Figure 2: (a) Ultrasonographic image with hypoechoic areas with no evidence of calcification, and (b) Color Doppler application depicting areas in blue and red indicating hemangioma.

The tongue hemangiomas require special attention because of their susceptibility to trauma that can lead to bleeding, ulceration, swallowing/breathing difficulties, and cosmetic issues.6 Multiple management strategies for treating hemangiomas have been documented that include primary surgical excision, electrolysis, embolisation, steroid injection, laser photocoagulation, cryotherapy, sclerotherapy, and combined sclerotherapy/cryotherapy.1 Although excision is effective, yet it is not widely utilised because of the possible risk of bleeding and scarring. On the other hand, sclerotherapy has been adopted in the wide number of cases because of its efficiency in limiting the damage to the tissues surrounding the lesion.7 This method involves the injection of a sclerotic agent into the peripheral vein from where the hemangioma originates. This method is superior in treating extraoral lesions as the application of pressured bandage could not be attained inside the oral cavity in case of intraoral lesions. Therefore, sclerotherapy combined with other modalities like cryotherapy is recommended. Hence, in our case sclerotherapy was augmented with cryotherapy.

The main principle of cryosurgery is cold-induced coagulative necrosis of the benign neoplastic tissue that usually requires the attainment of a minimal −15°C temperature.4 For the management of oral hemangioma, liquid nitrogen, delivered through probes/sprays, is used as a coagulating agent.5 In the current case, a probe was utilised for the delivery because of its limited targeted effect on the lesion. Also, the application of cryosurgery aids in the faster regeneration and minimal amount of nerve damage with lesser scar formation.8

In conclusion, sclerotherapy combined with cryotherapy is a viable management option for vascular tumours like hemangioma on the tongue. In the current case, injection of sclerosing agent followed by the application of cryotherapy resulted in the faster and complete regression of the lesion hence, we were successful in accomplishing the patient’s aesthetic recovery by the non-surgical method.

Informed consent was taken from the patient’s family for the publication of his images.

The authors declared no competing interest.

SHK: Diagnosis of lesion, preoperative preparation of the patient, and acquisition of data.
MQJ: Design, write-up, and critical appraisal of the work.
MR: Operative procedure and concept.
DA: Final review of the manuscript.
MFCP:  Literature review and editing.
All the authors have approved the final version of the manuscript to be published.


  1. Gianfranco G, Eloisa F, Vito C, Raffaele G, Gianluca T, Umberto R. Color-doppler ultrasound in the diagnosis of oral vascular anomalies.
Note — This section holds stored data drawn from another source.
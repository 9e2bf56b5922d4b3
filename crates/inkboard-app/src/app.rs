//! Application driver: session, socket and board, polled from one loop.

use std::cell::RefCell;
use std::fmt;
use std::rc::Rc;
use std::thread;
use std::time::{Duration, Instant};

use futures::executor::LocalPool;
use futures::task::{LocalSpawnExt, SpawnError};
use inkboard_core::{
    Board, BoardError, BootstrapReport, ClientInfo, ItemId, LocalSelectionState, MethodCall, NativeTransport,
    RawClient, ServerError, TransportError, TransportEvent,
};
use thiserror::Error;
use url::Url;

use crate::{headless, session};

#[derive(Debug, Error)]
pub enum AppError {
    #[error("invalid server URL: {0}")]
    ServerUrl(#[from] url::ParseError),
    #[error("server URL must be http or https, got {0}")]
    Scheme(String),
    #[error("http request failed: {0}")]
    Http(#[from] reqwest::Error),
    #[error("server refused the session: {0}")]
    Refused(#[source] ServerError),
    #[error(transparent)]
    Transport(#[from] TransportError),
    #[error(transparent)]
    Board(#[from] BoardError),
    #[error("could not schedule board task: {0}")]
    Spawn(#[from] SpawnError),
    #[error("connection closed before the board was loaded")]
    ConnectionLost,
}

/// Application configuration.
#[derive(Debug, Clone)]
pub struct AppConfig {
    pub server: String,
    pub board: String,
    pub name: String,
    /// Stop after this long. Runs until the connection closes when unset.
    pub duration: Option<Duration>,
    pub poll_interval: Duration,
    /// Items to select once the board is loaded.
    pub select: Vec<ItemId>,
}

impl Default for AppConfig {
    fn default() -> Self {
        Self {
            server: "http://127.0.0.1:8080".to_string(),
            board: "default".to_string(),
            name: "inkboard".to_string(),
            duration: None,
            poll_interval: Duration::from_millis(20),
            select: Vec::new(),
        }
    }
}

/// What the client saw before it exited.
#[derive(Debug, Clone, PartialEq)]
pub struct Summary {
    pub board: String,
    pub report: BootstrapReport,
    pub items: usize,
    pub clients: usize,
    pub selected: usize,
}

impl fmt::Display for Summary {
    fn fmt(&self, f: &mut fmt::Formatter<'_>) -> fmt::Result {
        writeln!(f, "board {}", self.board)?;
        writeln!(f, "  items:    {} ({} failed to load)", self.items, self.report.failed.len())?;
        writeln!(f, "  clients:  {}", self.clients)?;
        write!(f, "  selected: {}", self.selected)
    }
}

type Bootstrap = Rc<RefCell<Option<Result<BootstrapReport, BoardError>>>>;

pub struct App {
    config: AppConfig,
}

impl App {
    pub fn new(config: AppConfig) -> Self {
        Self { config }
    }

    pub fn run(self) -> Result<Summary, AppError> {
        let config = self.config;
        let server = Url::parse(&config.server)?;
        let info = ClientInfo::new(config.name.clone());

        let http = reqwest::blocking::Client::new();
        let connection = session::open_session(&http, &server, &config.board, &info)?;
        log::info!("Joined {} as {} (session {})", config.board, connection.client_id, connection.session_id);

        let mut transport = NativeTransport::new();
        transport.connect(session::socket_url(&server, connection.session_id)?.as_str())?;

        let client = RawClient::new();
        let board = Board::new(client.clone(), connection.client_id, info);
        headless::bind(board.capabilities());
        let _events = board.item_events().subscribe(|event| log::debug!("Item event: {:?}", event));
        let _selection = board.selection_state().watch(|state| match state {
            LocalSelectionState::None => log::info!("Nothing selected"),
            LocalSelectionState::One { id, item } => log::info!("Selected {} ({})", id, item.item_type()),
            LocalSelectionState::Multiple(ids) => log::info!("Selected {} items", ids.len()),
        });

        let mut pool = LocalPool::new();
        let spawner = pool.spawner();
        let bootstrap: Bootstrap = Rc::new(RefCell::new(None));
        {
            let board = board.clone();
            let slot = bootstrap.clone();
            spawner.spawn_local(async move {
                let result = board.bootstrap().await;
                *slot.borrow_mut() = Some(result);
            })?;
        }

        let deadline = config.duration.map(|d| Instant::now() + d);
        let mut report = None;
        let mut closed = false;
        loop {
            pool.run_until_stalled();

            if report.is_none() {
                match bootstrap.borrow_mut().take() {
                    Some(Ok(loaded)) => {
                        report = Some(loaded);
                        if !config.select.is_empty() {
                            match board.add_own_selection(&config.select) {
                                Some(call) => spawner.spawn_local(log_ack(call))?,
                                None => log::warn!("None of {:?} could be selected", config.select),
                            }
                        }
                    }
                    Some(Err(e)) => return Err(e.into()),
                    None => {}
                }
            }

            for frame in client.take_outgoing() {
                transport.send(frame)?;
            }
            for event in transport.poll_events() {
                match event {
                    TransportEvent::Message(text) => {
                        if let Err(e) = client.handle_message(&text) {
                            log::warn!("Dropping frame: {}", e);
                        }
                    }
                    TransportEvent::Connected => log::info!("Connected"),
                    TransportEvent::Disconnected => closed = true,
                    TransportEvent::Error { message } => {
                        log::error!("Socket error: {}", message);
                        closed = true;
                    }
                }
            }

            if closed || deadline.is_some_and(|d| Instant::now() >= d) {
                break;
            }
            thread::sleep(config.poll_interval);
        }

        let report = report.ok_or(AppError::ConnectionLost)?;
        let selected = board.with_selection(|s| s.own_entry().items.len());
        if !closed {
            if let Some(call) = board.cancel_selection() {
                log::info!("Releasing selection ({})", call.name());
                for frame in client.take_outgoing() {
                    transport.send(frame)?;
                }
            }
        }
        transport.disconnect();

        Ok(Summary {
            board: config.board,
            report,
            items: board.with_table(|t| t.len()),
            clients: board.with_selection(|s| s.clients().count()),
            selected,
        })
    }
}

async fn log_ack(call: MethodCall<serde_json::Value>) {
    let name = call.name();
    match call.await {
        Ok(ack) => log::debug!("{} acknowledged: {}", name, ack),
        Err(e) => log::warn!("{} failed: {}", name, e),
    }
}

#[cfg(test)]
mod tests {
    use super::*;
    use inkboard_core::ErrorCode;

    #[test]
    fn test_default_config() {
        let config = AppConfig::default();
        assert_eq!(config.server, "http://127.0.0.1:8080");
        assert!(config.duration.is_none());
        assert!(config.select.is_empty());
    }

    #[test]
    fn test_summary_display() {
        let summary = Summary {
            board: "demo".into(),
            report: BootstrapReport { inserted: 3, failed: vec![ItemId(4)], undecodable: 0, clients: 1 },
            items: 3,
            clients: 1,
            selected: 0,
        };
        let text = summary.to_string();
        assert!(text.starts_with("board demo"));
        assert!(text.contains("3 (1 failed to load)"));
    }

    #[test]
    fn test_refused_session_message() {
        let err = AppError::Refused(ServerError { code: ErrorCode::NotFound, msg: Some("no board".into()) });
        assert_eq!(err.to_string(), "server refused the session: server error NotFound: no board");
    }
}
N Am J Med Sci 2014; 6(1):1-5. doi: 10.4103/1947-2714.125852.
  2. Enjolras O, Mulliken JB. Vascular tumours and vascular malformations (new issues). Adv Dermatol 1997; 13: 375- 423.
  3. Wassef M, Enjolras O. Superficial vascular malformations: Classification and histopathology. Ann Pathol 1999; 19(3): 253-64.
  4. Langdon JD, Patel MF. Operative maxillofacial surgery. London: Chapman and Hall Medical; 1998. p.393-6.
  5. Tal H. Cryosurgical treatment of hemangiomas of the lip. Oral Surg Oral Med Oral Pathol 1992; 73(6):650-4. doi: 10.1016/0030-4220(92)90002-8.
  6. Chang CJ, Fisher DM, Chen YR. Intralesional photo-coagulation of vascular anomalies of the tongue. Br J Plast Surg 1999; 52(3):178-81.  doi: 10.1054/bjps.1998.3056.
  7. Bonet-Coloma C, Mínguez-Martinez I, Palma-Carrio C, Galán-Gil S, Peñarrocha-Diago M, Mínguez-Sanz JM, et al. Clinical characteristics, treatment and outcome of 28 oral  haemangiomas in pediatric patients. Med Oral Patol Oral Cir Bucal 2011; 16(1):19-22. doi: 10.4317/medoral.16.e19.
  8. Van Aalst JA, Bhuller A, Sadove AM. Pediatric vascular lesions. J Craniofac Surg 2003; 14(4):566-83. doi: 10.1097/ 00001665-200307000-00032.